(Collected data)
[Start of section]

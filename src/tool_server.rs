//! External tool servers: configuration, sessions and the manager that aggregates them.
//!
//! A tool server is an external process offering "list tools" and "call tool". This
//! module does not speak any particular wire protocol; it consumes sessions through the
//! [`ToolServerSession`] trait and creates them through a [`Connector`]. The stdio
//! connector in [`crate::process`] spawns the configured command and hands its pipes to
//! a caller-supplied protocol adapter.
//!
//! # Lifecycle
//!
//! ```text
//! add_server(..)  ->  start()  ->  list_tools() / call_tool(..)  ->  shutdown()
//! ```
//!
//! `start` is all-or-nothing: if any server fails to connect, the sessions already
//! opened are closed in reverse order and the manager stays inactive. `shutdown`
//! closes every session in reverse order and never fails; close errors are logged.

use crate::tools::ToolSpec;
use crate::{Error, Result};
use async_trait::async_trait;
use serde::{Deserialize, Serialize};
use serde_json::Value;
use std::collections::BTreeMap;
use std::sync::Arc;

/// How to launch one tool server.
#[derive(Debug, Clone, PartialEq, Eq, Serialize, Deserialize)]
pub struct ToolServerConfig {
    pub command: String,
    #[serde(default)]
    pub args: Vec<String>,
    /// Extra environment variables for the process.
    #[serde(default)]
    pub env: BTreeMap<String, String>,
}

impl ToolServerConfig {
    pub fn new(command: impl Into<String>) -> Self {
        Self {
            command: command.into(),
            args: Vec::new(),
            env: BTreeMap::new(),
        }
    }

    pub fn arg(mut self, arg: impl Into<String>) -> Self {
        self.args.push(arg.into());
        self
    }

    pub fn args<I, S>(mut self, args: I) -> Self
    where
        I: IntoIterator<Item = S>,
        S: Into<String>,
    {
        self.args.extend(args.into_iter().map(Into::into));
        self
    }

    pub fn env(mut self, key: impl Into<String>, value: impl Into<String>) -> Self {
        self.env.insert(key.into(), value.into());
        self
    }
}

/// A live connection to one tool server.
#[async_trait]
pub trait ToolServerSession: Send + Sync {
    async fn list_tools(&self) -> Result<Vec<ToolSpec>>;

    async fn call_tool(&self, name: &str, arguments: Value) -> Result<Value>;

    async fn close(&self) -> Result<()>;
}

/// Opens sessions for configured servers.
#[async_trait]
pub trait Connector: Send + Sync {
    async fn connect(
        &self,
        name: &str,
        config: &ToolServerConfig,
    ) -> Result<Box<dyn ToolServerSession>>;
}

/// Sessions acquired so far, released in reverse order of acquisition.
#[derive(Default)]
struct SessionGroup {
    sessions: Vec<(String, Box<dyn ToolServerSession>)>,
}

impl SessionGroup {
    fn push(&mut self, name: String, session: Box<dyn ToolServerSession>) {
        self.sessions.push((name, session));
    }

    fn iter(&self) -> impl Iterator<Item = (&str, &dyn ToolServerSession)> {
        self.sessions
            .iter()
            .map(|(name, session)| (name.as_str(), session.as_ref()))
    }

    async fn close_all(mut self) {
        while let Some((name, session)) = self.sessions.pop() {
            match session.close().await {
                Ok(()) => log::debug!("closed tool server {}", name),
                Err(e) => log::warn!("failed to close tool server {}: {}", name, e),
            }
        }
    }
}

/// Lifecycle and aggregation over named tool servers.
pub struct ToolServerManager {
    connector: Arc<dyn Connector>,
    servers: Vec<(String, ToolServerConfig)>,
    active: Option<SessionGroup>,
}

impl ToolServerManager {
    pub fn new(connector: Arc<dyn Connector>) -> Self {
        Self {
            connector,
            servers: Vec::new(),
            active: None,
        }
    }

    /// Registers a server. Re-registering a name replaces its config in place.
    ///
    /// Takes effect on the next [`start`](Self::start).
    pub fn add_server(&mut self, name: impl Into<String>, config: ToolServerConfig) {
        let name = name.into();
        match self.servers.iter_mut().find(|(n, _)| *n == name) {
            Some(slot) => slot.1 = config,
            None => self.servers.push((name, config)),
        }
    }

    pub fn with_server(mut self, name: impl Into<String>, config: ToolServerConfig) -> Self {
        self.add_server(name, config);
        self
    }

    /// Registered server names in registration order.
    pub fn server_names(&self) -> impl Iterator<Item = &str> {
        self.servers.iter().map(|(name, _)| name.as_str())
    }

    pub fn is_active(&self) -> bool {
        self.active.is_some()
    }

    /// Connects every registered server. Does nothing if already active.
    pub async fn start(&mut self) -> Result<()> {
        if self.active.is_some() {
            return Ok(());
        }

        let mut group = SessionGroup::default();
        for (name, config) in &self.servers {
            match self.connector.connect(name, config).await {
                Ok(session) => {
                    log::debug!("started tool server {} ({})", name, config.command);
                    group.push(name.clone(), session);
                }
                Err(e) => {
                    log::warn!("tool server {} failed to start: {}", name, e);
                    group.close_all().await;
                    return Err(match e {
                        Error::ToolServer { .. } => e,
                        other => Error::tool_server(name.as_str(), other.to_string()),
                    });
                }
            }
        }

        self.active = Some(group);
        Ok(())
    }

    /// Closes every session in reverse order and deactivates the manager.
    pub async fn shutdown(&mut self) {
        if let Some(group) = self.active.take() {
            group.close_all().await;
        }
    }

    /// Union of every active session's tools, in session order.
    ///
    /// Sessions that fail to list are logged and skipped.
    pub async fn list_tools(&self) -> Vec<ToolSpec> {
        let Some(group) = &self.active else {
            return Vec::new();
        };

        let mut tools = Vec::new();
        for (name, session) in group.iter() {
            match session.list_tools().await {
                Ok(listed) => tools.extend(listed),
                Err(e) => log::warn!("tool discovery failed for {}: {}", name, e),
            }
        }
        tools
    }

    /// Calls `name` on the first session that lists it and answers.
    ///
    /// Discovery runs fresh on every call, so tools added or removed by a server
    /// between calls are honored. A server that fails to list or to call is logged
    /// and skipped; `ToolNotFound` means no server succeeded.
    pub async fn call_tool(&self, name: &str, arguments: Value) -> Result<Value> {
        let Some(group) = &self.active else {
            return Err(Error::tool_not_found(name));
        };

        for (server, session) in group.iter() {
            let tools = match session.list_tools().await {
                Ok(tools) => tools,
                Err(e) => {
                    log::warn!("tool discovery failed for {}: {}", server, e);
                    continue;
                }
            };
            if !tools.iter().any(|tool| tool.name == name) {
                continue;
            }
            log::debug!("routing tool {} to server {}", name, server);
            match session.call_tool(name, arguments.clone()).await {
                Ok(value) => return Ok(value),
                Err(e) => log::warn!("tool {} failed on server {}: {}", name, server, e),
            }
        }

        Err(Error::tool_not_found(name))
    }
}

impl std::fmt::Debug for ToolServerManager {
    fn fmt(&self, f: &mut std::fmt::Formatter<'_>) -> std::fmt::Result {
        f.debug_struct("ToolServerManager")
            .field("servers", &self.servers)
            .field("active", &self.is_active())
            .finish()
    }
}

[End of section]

**GOAL OF THE EXERCISE:**
Copy the records above. Leave out nothing.

**COMPLETED EXERCISE:**
filename src/tool_server.rs
//! External tool servers: configuration, sessions and the manager that aggregates them.
//!
//! A tool server is an external process offering "list tools" and "call tool". This
//! module does not speak any particular wire protocol; it consumes sessions through the
//! [`ToolServerSession`] trait and creates them through a [`Connector`]. The stdio
//! connector in [`crate::process`] spawns the configured command and hands its pipes to
//! a caller-supplied protocol adapter.
//!
//! # Lifecycle
//!
//! ```text
//! add_server(..)  ->  start()  ->  list_tools() / call_tool(..)  ->  shutdown()
//! ```
//!
//! `start` is all-or-nothing: if any server fails to connect, the sessions already
//! opened are closed in reverse order and the manager stays inactive. `shutdown`
//! closes every session in reverse order and never fails; close errors are logged.

use crate::tools::ToolSpec;
use crate::{Error, Result};
use async_trait::async_trait;
use serde::{Deserialize, Serialize};
use serde_json::Value;
use std::collections::BTreeMap;
use std::sync::Arc;

/// How to launch one tool server.
#[derive(Debug, Clone, PartialEq, Eq, Serialize, Deserialize)]
pub struct ToolServerConfig {
    pub command: String,
    #[serde(default)]
    pub args: Vec<String>,
    /// Extra environment variables for the process.
    #[serde(default)]
    pub env: BTreeMap<String, String>,
}

impl ToolServerConfig {
    pub fn new(command: impl Into<String>) -> Self {
        Self {
            command: command.into(),
            args: Vec::new(),
            env: BTreeMap::new(),
        }
    }

    pub fn arg(mut self, arg: impl Into<String>) -> Self {
        self.args.push(arg.into());
        self
    }

    pub fn args<I, S>(mut self, args: I) -> Self
    where
        I: IntoIterator<Item = S>,
        S: Into<String>,
    {
        self.args.extend(args.into_iter().map(Into::into));
        self
    }

    pub fn env(mut self, key: impl Into<String>, value: impl Into<String>) -> Self {
        self.env.insert(key.into(), value.into());
        self
    }
}

/// A live connection to one tool server.
#[async_trait]
pub trait ToolServerSession: Send + Sync {
    async fn list_tools(&self) -> Result<Vec<ToolSpec>>;

    async fn call_tool(&self, name: &str, arguments: Value) -> Result<Value>;

    async fn close(&self) -> Result<()>;
}

/// Opens sessions for configured servers.
#[async_trait]
pub trait Connector: Send + Sync {
    async fn connect(
        &self,
        name: &str,
        config: &ToolServerConfig,
    ) -> Result<Box<dyn ToolServerSession>>;
}

/// Sessions acquired so far, released in reverse order of acquisition.
#[derive(Default)]
struct SessionGroup {
    sessions: Vec<(String, Box<dyn ToolServerSession>)>,
}

impl SessionGroup {
    fn push(&mut self, name: String, session: Box<dyn ToolServerSession>) {
        self.sessions.push((name, session));
    }

    fn iter(&self) -> impl Iterator<Item = (&str, &dyn ToolServerSession)> {
        self.sessions
            .iter()
            .map(|(name, session)| (name.as_str(), session.as_ref()))
    }

    async fn close_all(mut self) {
        while let Some((name, session)) = self.sessions.pop() {
            match session.close().await {
                Ok(()) => log::debug!("closed tool server {}", name),
                Err(e) => log::warn!("failed to close tool server {}: {}", name, e),
            }
        }
    }
}

/// Lifecycle and aggregation over named tool servers.
pub struct ToolServerManager {
    connector: Arc<dyn Connector>,
    servers: Vec<(String, ToolServerConfig)>,
    active: Option<SessionGroup>,
}

impl ToolServerManager {
    pub fn new(connector: Arc<dyn Connector>) -> Self {
        Self {
            connector,
            servers: Vec::new(),
            active: None,
        }
    }

    /// Registers a server. Re-registering a name replaces its config in place.
    ///
    /// Takes effect on the next [`start`](Self::start).
    pub fn add_server(&mut self, name: impl Into<String>, config: ToolServerConfig) {
        let name = name.into();
        match self.servers.iter_mut().find(|(n, _)| *n == name) {
            Some(slot) => slot.1 = config,
            None => self.servers.push((name, config)),
        }
    }

    pub fn with_server(mut self, name: impl Into<String>, config: ToolServerConfig) -> Self {
        self.add_server(name, config);
        self
    }

    /// Registered server names in registration order.
    pub fn server_names(&self) -> impl Iterator<Item = &str> {
        self.servers.iter().map(|(name, _)| name.as_str())
    }

    pub fn is_active(&self) -> bool {
        self.active.is_some()
    }

    /// Connects every registered server. Does nothing if already active.
    pub async fn start(&mut self) -> Result<()> {
        if self.active.is_some() {
            return Ok(());
        }

        let mut group = SessionGroup::default();
        for (name, config) in &self.servers {
            match self.connector.connect(name, config).await {
                Ok(session) => {
                    log::debug!("started tool server {} ({})", name, config.command);
                    group.push(name.clone(), session);
                }
                Err(e) => {
                    log::warn!("tool server {} failed to start: {}", name, e);
                    group.close_all().await;
                    return Err(match e {
                        Error::ToolServer { .. } => e,
                        other => Error::tool_server(name.as_str(), other.to_string()),
                    });
                }
            }
        }

        self.active = Some(group);
        Ok(())
    }

    /// Closes every session in reverse order and deactivates the manager.
    pub async fn shutdown(&mut self) {
        if let Some(group) = self.active.take() {
            group.close_all().await;
        }
    }

    /// Union of every active session's tools, in session order.
    ///
    /// Sessions that fail to list are logged and skipped.
    pub async fn list_tools(&self) -> Vec<ToolSpec> {
        let Some(group) = &self.active else {
            return Vec::new();
        };

        let mut tools = Vec::new();
        for (name, session) in group.iter() {
            match session.list_tools().await {
                Ok(listed) => tools.extend(listed),
                Err(e) => log::warn!("tool discovery failed for {}: {}", name, e),
            }
        }
        tools
    }

    /// Calls `name` on the first session that lists it and answers.
    ///
    /// Discovery runs fresh on every call, so tools added or removed by a server
    /// between calls are honored. A server that fails to list or to call is logged
    /// and skipped; `ToolNotFound` means no server succeeded.
    pub async fn call_tool(&self, name: &str, arguments: Value) -> Result<Value> {
        let Some(group) = &self.active else {
            return Err(Error::tool_not_found(name));
        };

        for (server, session) in group.iter() {
            let tools = match session.list_tools().await {
                Ok(tools) => tools,
                Err(e) => {
                    log::warn!("tool discovery failed for {}: {}", server, e);
                    continue;
                }
            };
            if !tools.iter().any(|tool| tool.name == name) {
                continue;
            }
            log::debug!("routing tool {} to server {}", name, server);
            match session.call_tool(name, arguments.clone()).await {
                Ok(value) => return Ok(value),
                Err(e) => log::warn!("tool {} failed on server {}: {}", name, server, e),
            }
        }

        Err(Error::tool_not_found(name))
    }
}

impl std::fmt::Debug for ToolServerManager {
    fn fmt(&self, f: &mut std::fmt::Formatter<'_>) -> std::fmt::Result {
        f.debug_struct("ToolServerManager")
            .field("servers", &self.servers)
            .field("active", &self.is_active())
            .finish()
    }
}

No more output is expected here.